Random or Design

(Reynold Philipsek 7/2/2019)

I suppose you could say I have written these thoughts down at this time from a position of autumnal repose.

Since my first communion in second grade (age 8), I have been grappling with the eternal question as to whether this universe is governed by random or design. I am not saying I was some sort of precocious kid. It is merely a fact that this was the start of my lifelong contemplation and angst concerning the possibilities of whether the universe was random or design.

Mere contemplation on this rather vast subject didn’t give me many answers. It was through the experience of songwriting that I began to gain some confidence and insight.

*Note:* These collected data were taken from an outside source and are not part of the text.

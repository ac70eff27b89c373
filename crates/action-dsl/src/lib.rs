//! The action plan language.
//!
//! Plans arrive either in the canonical tagged form (`{"type": "click", …}`)
//! or in the legacy form older clients still emit (`{"action": "click",
//! "target": "#buy"}`). Both parse into the same typed model; every action
//! serializes back out in both forms and the two round-trip.

pub mod actions;
pub mod registry;
pub mod selector;
pub mod validate;

pub use actions::{
    Action, AssertState, ExtractAttr, FrameTarget, KeyScope, MouseButton, ScreenshotMode,
    ScrollDirection, ScrollEdge, ScrollTarget, ScrollTo, TabTarget, WaitCondition,
};
pub use registry::{ActionSpec, Registry, RunRequest};
pub use selector::{Selector, Strategy};
pub use validate::{validate_plan, DslError, PlanReport};
//! Structured per-step events, appended to `runs/{run_id}/events.jsonl`.

use std::fs::{File, OpenOptions};
use std::io::Write;
use std::path::{Path, PathBuf};

use chrono::{DateTime, Utc};
use serde::{Deserialize, Serialize};
use serde_json::Value;
use thiserror::Error;

#[derive(Debug, Error)]
pub enum EventError {
    #[error("failed to write event log: {0}")]
    Io(#[from] std::io::Error),
    #[error("failed to encode event: {0}")]
    Encode(#[from] serde_json::Error),
}

/// One line of the run's event log.
#[derive(Clone, Debug, Serialize, Deserialize)]
pub struct StructuredEvent {
    pub ts: DateTime<Utc>,
    pub run_id: String,
    pub step: u32,
    /// Canonical action payload.
    pub action: Value,
    #[serde(skip_serializing_if = "Option::is_none")]
    pub resolved_selector: Option<Value>,
    pub result: Value,
    #[serde(skip_serializing_if = "Vec::is_empty", default)]
    pub warnings: Vec<String>,
    #[serde(skip_serializing_if = "Option::is_none")]
    pub error: Option<String>,
    pub retry_count: u32,
    #[serde(skip_serializing_if = "Option::is_none")]
    pub dom_digest_sha: Option<String>,
    #[serde(skip_serializing_if = "Option::is_none")]
    pub screenshot_path: Option<String>,
}

/// Append-only writer, flushed after every event so a crashed run still
/// leaves a complete prefix on disk.
pub struct EventWriter {
    file: File,
    path: PathBuf,
}

impl EventWriter {
    pub fn create(path: &Path) -> Result<Self, EventError> {
        if let Some(parent) = path.parent() {
            std::fs::create_dir_all(parent)?;
        }
        let file = OpenOptions::new().create(true).append(true).open(path)?;
        Ok(Self {
            file,
            path: path.to_path_buf(),
        })
    }

    pub fn path(&self) -> &Path {
        &self.path
    }

    pub fn append(&mut self, event: &StructuredEvent) -> Result<(), EventError> {
        let line = serde_json::to_string(event)?;
        self.file.write_all(line.as_bytes())?;
        self.file.write_all(b"\n")?;
        self.file.flush()?;
        Ok(())
    }
}

#[cfg(test)]
mod tests {
    use super::*;
    use serde_json::json;

    fn event(step: u32) -> StructuredEvent {
        StructuredEvent {
            ts: Utc::now(),
            run_id: "run-test".into(),
            step,
            action: json!({"type": "refresh_catalog"}),
            resolved_selector: None,
            result: json!({"ok": true}),
            warnings: vec![],
            error: None,
            retry_count: 0,
            dom_digest_sha: None,
            screenshot_path: None,
        }
    }

    #[test]
    fn appends_one_json_line_per_event() {
        let dir = tempfile::tempdir().unwrap();
        let path = dir.path().join("events.jsonl");
        let mut writer = EventWriter::create(&path).unwrap();
        writer.append(&event(0)).unwrap();
        writer.append(&event(1)).unwrap();

        let body = std::fs::read_to_string(&path).unwrap();
        let lines: Vec<&str> = body.lines().collect();
        assert_eq!(lines.len(), 2);
        let first: StructuredEvent = serde_json::from_str(lines[0]).unwrap();
        assert_eq!(first.step, 0);
        let second: StructuredEvent = serde_json::from_str(lines[1]).unwrap();
        assert_eq!(second.step, 1);
    }

    #[test]
    fn steps_are_monotonic_in_the_file() {
        let dir = tempfile::tempdir().unwrap();
        let path = dir.path().join("events.jsonl");
        let mut writer = EventWriter::create(&path).unwrap();
        for step in 0..5 {
            writer.append(&event(step)).unwrap();
        }
        let body = std::fs::read_to_string(&path).unwrap();
        let steps: Vec<u32> = body
            .lines()
            .map(|line| serde_json::from_str::<StructuredEvent>(line).unwrap().step)
            .collect();
        assert_eq!(steps, vec![0, 1, 2, 3, 4]);
    }
}
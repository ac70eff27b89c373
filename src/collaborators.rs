//! External collaborator seams.
//!
//! The broker treats the language model, the conversation history and the
//! visual extraction pipeline as pluggable collaborators: their interfaces
//! are fixed here, their implementations are deployment concerns. The
//! defaults let the service run (and the tests drive it) without any of
//! them configured.

use std::path::PathBuf;

use async_trait::async_trait;
use serde::{Deserialize, Serialize};
use serde_json::Value;
use thiserror::Error;
use tracing::warn;

#[derive(Debug, Error)]
pub enum PlannerError {
    #[error("planner call failed: {0}")]
    Call(String),
}

/// Input handed to the planner each round.
#[derive(Clone, Debug)]
pub struct PlannerPrompt {
    pub command: String,
    pub model: String,
    /// Prior conversation plus appended instructions, oldest first.
    pub context: Vec<String>,
    /// Abbreviated element catalog rendered for the model, when available.
    pub catalog_text: Option<String>,
}

/// One planner round: an explanation plus an optional plan to execute.
/// `done` ends the session loop.
#[derive(Clone, Debug, Default)]
pub struct PlannerReply {
    pub explanation: String,
    pub plan: Option<Value>,
    pub done: bool,
}

/// The LLM call-out. `plan` is invoked once per session round.
#[async_trait]
pub trait Planner: Send + Sync {
    async fn plan(&self, prompt: &PlannerPrompt) -> Result<PlannerReply, PlannerError>;
}

/// Default planner: commands that already are JSON plans execute directly;
/// anything else is acknowledged and the session completes. This is what
/// direct-plan callers and the test-suite use.
pub struct ScriptedPlanner;

#[async_trait]
impl Planner for ScriptedPlanner {
    async fn plan(&self, prompt: &PlannerPrompt) -> Result<PlannerReply, PlannerError> {
        let trimmed = prompt.command.trim();
        if trimmed.starts_with('{') || trimmed.starts_with('[') {
            match serde_json::from_str::<Value>(trimmed) {
                Ok(plan) => {
                    return Ok(PlannerReply {
                        explanation: "executing caller-supplied plan".to_string(),
                        plan: Some(normalize_plan(plan)),
                        done: true,
                    })
                }
                Err(err) => {
                    return Err(PlannerError::Call(format!(
                        "command looked like a JSON plan but did not parse: {err}"
                    )))
                }
            }
        }
        Ok(PlannerReply {
            explanation: "no language model is configured; only JSON plans execute".to_string(),
            plan: None,
            done: true,
        })
    }
}

/// Bare action lists become a proper run payload.
fn normalize_plan(plan: Value) -> Value {
    match plan {
        Value::Array(actions) => serde_json::json!({ "actions": actions }),
        other => other,
    }
}

/// Conversation history persistence.
#[async_trait]
pub trait HistoryStore: Send + Sync {
    async fn load(&self) -> Vec<Value>;
    async fn append(&self, entry: Value);
}

/// Append-only JSONL file under the runs root.
pub struct JsonlHistoryStore {
    path: PathBuf,
}

impl JsonlHistoryStore {
    pub fn new(path: PathBuf) -> Self {
        Self { path }
    }
}

#[async_trait]
impl HistoryStore for JsonlHistoryStore {
    async fn load(&self) -> Vec<Value> {
        let body = match tokio::fs::read_to_string(&self.path).await {
            Ok(body) => body,
            Err(_) => return Vec::new(),
        };
        body.lines()
            .filter_map(|line| serde_json::from_str(line).ok())
            .collect()
    }

    async fn append(&self, entry: Value) {
        if let Some(parent) = self.path.parent() {
            let _ = tokio::fs::create_dir_all(parent).await;
        }
        let mut line = entry.to_string();
        line.push('\n');
        let result = tokio::fs::OpenOptions::new()
            .create(true)
            .append(true)
            .open(&self.path)
            .await;
        match result {
            Ok(mut file) => {
                use tokio::io::AsyncWriteExt;
                if let Err(err) = file.write_all(line.as_bytes()).await {
                    warn!(target: "webpilot", %err, "failed to append history entry");
                }
            }
            Err(err) => {
                warn!(target: "webpilot", %err, "failed to open history file");
            }
        }
    }
}

/// One OCR fragment.
#[derive(Clone, Debug, Serialize, Deserialize)]
pub struct OcrSpan {
    pub text: String,
    pub bbox: [f64; 4],
    pub confidence: f32,
}

/// Readability-style article extraction result.
#[derive(Clone, Debug, Serialize, Deserialize)]
pub struct Article {
    pub title: String,
    pub content: String,
    #[serde(skip_serializing_if = "Option::is_none")]
    pub byline: Option<String>,
    #[serde(skip_serializing_if = "Option::is_none")]
    pub date: Option<String>,
}

/// OCR + readability collaborator used by extraction fallbacks.
#[async_trait]
pub trait VisualExtractor: Send + Sync {
    async fn ocr_extract(&self, image: &[u8]) -> Vec<OcrSpan>;
    async fn extract_article(&self, html: &str) -> Option<Article>;
}

/// Default: no visual pipeline attached.
pub struct NoopVisualExtractor;

#[async_trait]
impl VisualExtractor for NoopVisualExtractor {
    async fn ocr_extract(&self, _image: &[u8]) -> Vec<OcrSpan> {
        Vec::new()
    }

    async fn extract_article(&self, _html: &str) -> Option<Article> {
        None
    }
}
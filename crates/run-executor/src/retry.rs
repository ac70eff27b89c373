//! Retry backoff policy.

use std::time::Duration;

use rand::Rng;

use crate::config::RunConfig;

/// Delay before retry attempt `n` (1-based): exponential from the base,
/// capped, plus additive jitter in `[0, jitter]`.
pub fn backoff_delay(attempt: u32, config: &RunConfig) -> Duration {
    let exponent = attempt.saturating_sub(1).min(16);
    let exponential = config
        .retry_backoff_base_ms
        .saturating_mul(1u64 << exponent)
        .min(config.retry_backoff_max_ms);
    let jitter = if config.retry_jitter_ms > 0 {
        rand::thread_rng().gen_range(0..=config.retry_jitter_ms)
    } else {
        0
    };
    Duration::from_millis(exponential + jitter)
}

#[cfg(test)]
mod tests {
    use super::*;

    #[test]
    fn delays_stay_inside_the_documented_window() {
        let config = RunConfig::default();
        for attempt in 1..=5u32 {
            for _ in 0..50 {
                let delay = backoff_delay(attempt, &config).as_millis() as u64;
                let floor = (config.retry_backoff_base_ms * (1 << (attempt - 1)))
                    .min(config.retry_backoff_max_ms);
                assert!(delay >= floor, "attempt {attempt}: {delay} < {floor}");
                assert!(
                    delay <= floor + config.retry_jitter_ms,
                    "attempt {attempt}: {delay} > {}",
                    floor + config.retry_jitter_ms
                );
            }
        }
    }

    #[test]
    fn exponential_growth_is_capped() {
        let config = RunConfig {
            retry_jitter_ms: 0,
            ..RunConfig::default()
        };
        assert_eq!(backoff_delay(1, &config), Duration::from_millis(500));
        assert_eq!(backoff_delay(2, &config), Duration::from_millis(1000));
        assert_eq!(backoff_delay(3, &config), Duration::from_millis(2000));
        assert_eq!(backoff_delay(4, &config), Duration::from_millis(4000));
        // Capped at retry_backoff_max_ms from here on.
        assert_eq!(backoff_delay(5, &config), Duration::from_millis(5000));
        assert_eq!(backoff_delay(12, &config), Duration::from_millis(5000));
    }
}
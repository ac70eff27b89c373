//! Fill primitive: editability discovery, clear-then-verify, and the
//! character-by-character retype path that defeats autocomplete overwrites.

use std::sync::Arc;
use std::time::Duration;

use cdp_bridge::PageDriver;
use serde_json::Value;
use tracing::{debug, warn};

use crate::errors::ActionError;
use crate::primitives::quote;

/// Editable targets accepted directly, and searched for during fallback
/// discovery.
pub const TEXT_INPUT_SELECTOR: &str = "input:not([type]), input[type='text'], \
input[type='search'], input[type='email'], input[type='password'], \
input[type='number'], input[type='tel'], input[type='url'], \
input[type='date'], input[type='datetime-local'], textarea, \
[contenteditable='true'], [role='textbox'], [role='searchbox'], [role='combobox']";

/// Delay between keystrokes on the retype path.
const RETYPE_DELAY: Duration = Duration::from_millis(50);

/// Fill `value` into the element at `css`, hunting for a nearby editable
/// when the target itself is not one.
///
/// On the found editable: click → clear → fill → verify; a mismatch (e.g.
/// autocomplete rewrote the value) selects-all and retypes character by
/// character; a still-unresponsive element gets a JS value set that
/// dispatches `input` and `change`.
pub async fn fill(
    driver: &Arc<dyn PageDriver>,
    css: &str,
    value: &str,
    warnings: &mut Vec<String>,
) -> Result<(), ActionError> {
    let target = match find_editable(driver, css).await? {
        Some((editable_css, rung)) => {
            if editable_css != css {
                warnings.push(format!(
                    "fill: {css} is not editable; using {editable_css} found via {rung}"
                ));
            }
            editable_css
        }
        None => {
            return Err(ActionError::NotEditable(format!(
                "no editable element at or near {css}"
            )))
        }
    };

    if let Err(err) = driver.click_css(&target).await {
        debug!(target: "page-interactions", %err, css = %target, "focus click failed");
    }

    driver.fill_css(&target, "").await?;
    driver.fill_css(&target, value).await?;

    if reads_back(driver, &target, value).await {
        return Ok(());
    }
    warnings.push(format!(
        "fill: value mismatch after fill on {target}; clearing and retyping per character"
    ));

    // Select-all then retype one character at a time. The per-keystroke
    // delay gives interfering listeners a chance to settle between events.
    if let Err(err) = driver.press_key("Control+a").await {
        debug!(target: "page-interactions", %err, "select-all failed before retype");
    }
    driver.fill_css(&target, "").await?;
    driver.type_chars(&target, value, RETYPE_DELAY).await?;

    if reads_back(driver, &target, value).await {
        return Ok(());
    }
    warnings.push(format!(
        "fill: element {target} unresponsive to typing; setting value via JS"
    ));

    let quoted_css = quote(&target);
    let quoted_value = quote(value);
    let set = driver
        .evaluate(&format!(
            r#"(() => {{
                const el = document.querySelector({quoted_css});
                if (!el) return false;
                if (el.isContentEditable) {{
                    el.innerText = {quoted_value};
                }} else {{
                    el.value = {quoted_value};
                }}
                el.dispatchEvent(new Event("input", {{ bubbles: true }}));
                el.dispatchEvent(new Event("change", {{ bubbles: true }}));
                return true;
            }})()"#
        ))
        .await?;

    if set == Value::Bool(true) {
        Ok(())
    } else {
        warn!(target: "page-interactions", css = %target, "all fill paths exhausted");
        Err(ActionError::NotEditable(format!(
            "element {target} rejected every fill path"
        )))
    }
}

async fn reads_back(driver: &Arc<dyn PageDriver>, css: &str, expected: &str) -> bool {
    matches!(driver.input_value(css).await, Ok(actual) if actual == expected)
}

/// Locate the editable to act on. Returns the CSS path plus the discovery
/// rung used, or `None` when nothing editable exists nearby.
///
/// Order: the element itself; a descendant text input; the element
/// referenced by `label[for]`; elements referenced by
/// `aria-controls`/`aria-labelledby`/`aria-describedby`; a following
/// sibling input; ancestors up to 3 levels with a descendant input.
async fn find_editable(
    driver: &Arc<dyn PageDriver>,
    css: &str,
) -> Result<Option<(String, &'static str)>, ActionError> {
    let quoted = quote(css);
    let input_selector = quote(TEXT_INPUT_SELECTOR);
    let script = format!(
        r#"(() => {{
            const INPUTS = {input_selector};
            const cssPath = (el) => {{
                const parts = [];
                let node = el;
                while (node && node.nodeType === Node.ELEMENT_NODE && node.tagName !== "HTML") {{
                    const tag = node.tagName.toLowerCase();
                    let nth = 1;
                    let sibling = node;
                    while ((sibling = sibling.previousElementSibling)) {{
                        if (sibling.tagName === node.tagName) nth += 1;
                    }}
                    parts.unshift(tag + ":nth-of-type(" + nth + ")");
                    node = node.parentElement;
                }}
                return parts.join(" > ");
            }};
            const isEditable = (el) => el && el.matches && el.matches(INPUTS);

            const el = document.querySelector({quoted});
            if (!el) return null;
            if (isEditable(el)) return {{ path: cssPath(el), rung: "self" }};

            const descendant = el.querySelector(INPUTS);
            if (descendant) return {{ path: cssPath(descendant), rung: "descendant" }};

            if (el.tagName.toLowerCase() === "label") {{
                const forId = el.getAttribute("for");
                if (forId) {{
                    const referenced = document.getElementById(forId);
                    if (isEditable(referenced)) return {{ path: cssPath(referenced), rung: "label-for" }};
                }}
            }}

            for (const attr of ["aria-controls", "aria-labelledby", "aria-describedby"]) {{
                const ids = (el.getAttribute(attr) || "").split(/\s+/).filter(Boolean);
                for (const id of ids) {{
                    const referenced = document.getElementById(id);
                    if (isEditable(referenced)) return {{ path: cssPath(referenced), rung: attr }};
                }}
            }}

            let sibling = el.nextElementSibling;
            while (sibling) {{
                if (isEditable(sibling)) return {{ path: cssPath(sibling), rung: "sibling" }};
                const inner = sibling.querySelector && sibling.querySelector(INPUTS);
                if (inner) return {{ path: cssPath(inner), rung: "sibling" }};
                sibling = sibling.nextElementSibling;
            }}

            let ancestor = el.parentElement;
            for (let depth = 0; depth < 3 && ancestor; depth++) {{
                const inner = ancestor.querySelector(INPUTS);
                if (inner) return {{ path: cssPath(inner), rung: "ancestor" }};
                ancestor = ancestor.parentElement;
            }}
            return null;
        }})()"#
    );

    let found = driver.evaluate(&script).await?;
    let object = match found.as_object() {
        Some(object) => object,
        None => return Ok(None),
    };
    let path = object.get("path").and_then(Value::as_str);
    let rung = object.get("rung").and_then(Value::as_str);
    match (path, rung) {
        (Some(path), Some(rung)) => {
            let rung: &'static str = match rung {
                "self" => "self",
                "descendant" => "descendant",
                "label-for" => "label-for",
                "aria-controls" => "aria-controls",
                "aria-labelledby" => "aria-labelledby",
                "aria-describedby" => "aria-describedby",
                "sibling" => "sibling",
                _ => "ancestor",
            };
            Ok(Some((path.to_string(), rung)))
        }
        _ => Ok(None),
    }
}

#[cfg(test)]
mod tests {
    use super::*;
    use cdp_bridge::testing::FakePageDriver;
    use serde_json::json;
    use std::sync::Arc as StdArc;

    fn editable_self_handler(script: &str) -> Option<Result<Value, cdp_bridge::DriverError>> {
        if script.contains("isEditable") {
            Some(Ok(json!({ "path": "#q", "rung": "self" })))
        } else {
            Some(Ok(json!(true)))
        }
    }

    #[tokio::test]
    async fn straightforward_fill_verifies_and_stops() {
        let fake = FakePageDriver::new();
        fake.set_eval_handler(editable_self_handler);
        let driver: StdArc<dyn PageDriver> = StdArc::new(fake);
        let mut warnings = Vec::new();
        fill(&driver, "#q", "ノートPC", &mut warnings).await.unwrap();
        assert!(warnings.is_empty());
    }

    #[tokio::test]
    async fn autocomplete_interference_takes_the_retype_path() {
        let fake = FakePageDriver::new();
        fake.set_eval_handler(editable_self_handler);
        // Model autocomplete: the first two verification reads see a value
        // the page substituted ("長野"), so input_value never matches until
        // the per-character retype rewrites it.
        let driver_fake = StdArc::new(fake);
        driver_fake.set_input("#dest", "長野");
        // fill() will: fill("") → fill("箱根") → read back. The wrapper
        // below makes the first read-back report the autocomplete value.
        struct Poisoned {
            inner: StdArc<FakePageDriver>,
            lied: std::sync::atomic::AtomicBool,
        }
        #[async_trait::async_trait]
        impl PageDriver for Poisoned {
            async fn navigate(&self, url: &str, w: &str, t: Duration) -> Result<(), cdp_bridge::DriverError> {
                self.inner.navigate(url, w, t).await
            }
            async fn evaluate(&self, s: &str) -> Result<Value, cdp_bridge::DriverError> {
                self.inner.evaluate(s).await
            }
            async fn content(&self) -> Result<String, cdp_bridge::DriverError> {
                self.inner.content().await
            }
            async fn url(&self) -> Result<String, cdp_bridge::DriverError> {
                self.inner.url().await
            }
            async fn title(&self) -> Result<String, cdp_bridge::DriverError> {
                self.inner.title().await
            }
            async fn screenshot_png(&self) -> Result<Vec<u8>, cdp_bridge::DriverError> {
                self.inner.screenshot_png().await
            }
            async fn click_css(&self, css: &str) -> Result<(), cdp_bridge::DriverError> {
                self.inner.click_css(css).await
            }
            async fn fill_css(&self, css: &str, v: &str) -> Result<(), cdp_bridge::DriverError> {
                self.inner.fill_css(css, v).await
            }
            async fn type_chars(&self, css: &str, text: &str, d: Duration) -> Result<(), cdp_bridge::DriverError> {
                self.inner.type_chars(css, text, d).await
            }
            async fn input_value(&self, css: &str) -> Result<String, cdp_bridge::DriverError> {
                use std::sync::atomic::Ordering;
                if !self.lied.swap(true, Ordering::SeqCst) {
                    // Autocomplete replaced the typed value once.
                    return Ok("長野".to_string());
                }
                self.inner.input_value(css).await
            }
            async fn hover_css(&self, css: &str) -> Result<(), cdp_bridge::DriverError> {
                self.inner.hover_css(css).await
            }
            async fn press_key(&self, key: &str) -> Result<(), cdp_bridge::DriverError> {
                self.inner.press_key(key).await
            }
            async fn mouse_move(&self, x: f64, y: f64) -> Result<(), cdp_bridge::DriverError> {
                self.inner.mouse_move(x, y).await
            }
            async fn mouse_click(&self, x: f64, y: f64) -> Result<(), cdp_bridge::DriverError> {
                self.inner.mouse_click(x, y).await
            }
            async fn scroll_by(&self, dx: f64, dy: f64) -> Result<(), cdp_bridge::DriverError> {
                self.inner.scroll_by(dx, dy).await
            }
        }
        let inner = driver_fake.clone();
        let poisoned = Poisoned {
            inner: driver_fake,
            lied: std::sync::atomic::AtomicBool::new(false),
        };
        {
            let fake: &FakePageDriver = &inner;
            fake.set_eval_handler(|script| {
                if script.contains("isEditable") {
                    Some(Ok(json!({ "path": "#dest", "rung": "self" })))
                } else {
                    Some(Ok(json!(true)))
                }
            });
        }
        let driver: StdArc<dyn PageDriver> = StdArc::new(poisoned);

        let mut warnings = Vec::new();
        fill(&driver, "#dest", "箱根", &mut warnings).await.unwrap();

        assert_eq!(inner.input("#dest").as_deref(), Some("箱根"));
        assert_eq!(warnings.len(), 1);
        assert!(warnings[0].contains("retyping per character"));
    }

    #[tokio::test]
    async fn non_editable_with_no_fallback_is_typed_error() {
        let fake = FakePageDriver::new();
        fake.set_eval_handler(|script| {
            if script.contains("isEditable") {
                Some(Ok(json!(null)))
            } else {
                Some(Ok(json!(true)))
            }
        });
        let driver: StdArc<dyn PageDriver> = StdArc::new(fake);
        let mut warnings = Vec::new();
        let err = fill(&driver, "div#banner", "x", &mut warnings)
            .await
            .unwrap_err();
        assert_eq!(err.code(), "ELEMENT_NOT_INTERACTABLE");
    }

    #[tokio::test]
    async fn discovery_warning_names_the_rung() {
        let fake = FakePageDriver::new();
        fake.set_eval_handler(|script| {
            if script.contains("isEditable") {
                Some(Ok(
                    json!({ "path": "div:nth-of-type(1) > input:nth-of-type(1)", "rung": "descendant" }),
                ))
            } else {
                Some(Ok(json!(true)))
            }
        });
        let driver: StdArc<dyn PageDriver> = StdArc::new(fake);
        let mut warnings = Vec::new();
        fill(&driver, "div.search", "tokyo", &mut warnings).await.unwrap();
        assert_eq!(warnings.len(), 1);
        assert!(warnings[0].contains("descendant"));
    }
}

I have written 237 songs that have been recorded, according to the BMG catalog. Many, if not most of these pieces of music have been the product of trial and error, much thought and hard work. However, some of these songs just occurred to me in very spontaneous way. I am not implying that these pieces are works of greatness but they are, I am certain, among the best things I have been a part of.

These songs came to me out of the blue. It was as if I was taking dictation. To my knowledge, I was not in any way, planning to write music like this when they just “happened.”

Often the style and form invariably seemed, at the time, to be very far removed from what I was contemplating.

One piece, in particular, comes to mind. This piece is called “Prelude.” It is a very short piece of music and in a way very simple and direct. “Prelude” has a very strong strain of “Slavic melancholy,” and the chord voicings are totally unlike anything I had ever done before. I simply sat down with my guitar, tuned the sixth string down to open D (something I rarely do), and the whole piece came out.

It’s fairly difficult to get an inflated ego or sense of accomplishment about an act you feel more of an observer of, or passive participant in, than the actual source of. When things like this happen, it is hard not to think something bigger than yourself is at play, no matter how cynical you are by nature.

These experiences helped me go beyond my protracted period of agnosticism and come to my own personal variation on “Pascal’s Wager.” In other words, I now incline toward a belief in some sort of spiritual existence beyond the shedding of the mortal coil.

As I said, not all of the songs I have come up with had this sort of genesis. But the songs that did have this sort of spontaneous birth have a special glow to them for me.

Those songs are:

Chartreuse, Through Rose Colored Glasses, Sasha and Dinu, Prelude, Holy Fright, Silesian Mist, Tempus Fugit, Butterfly, Sans Souci , Tango Blue, Mary and Time.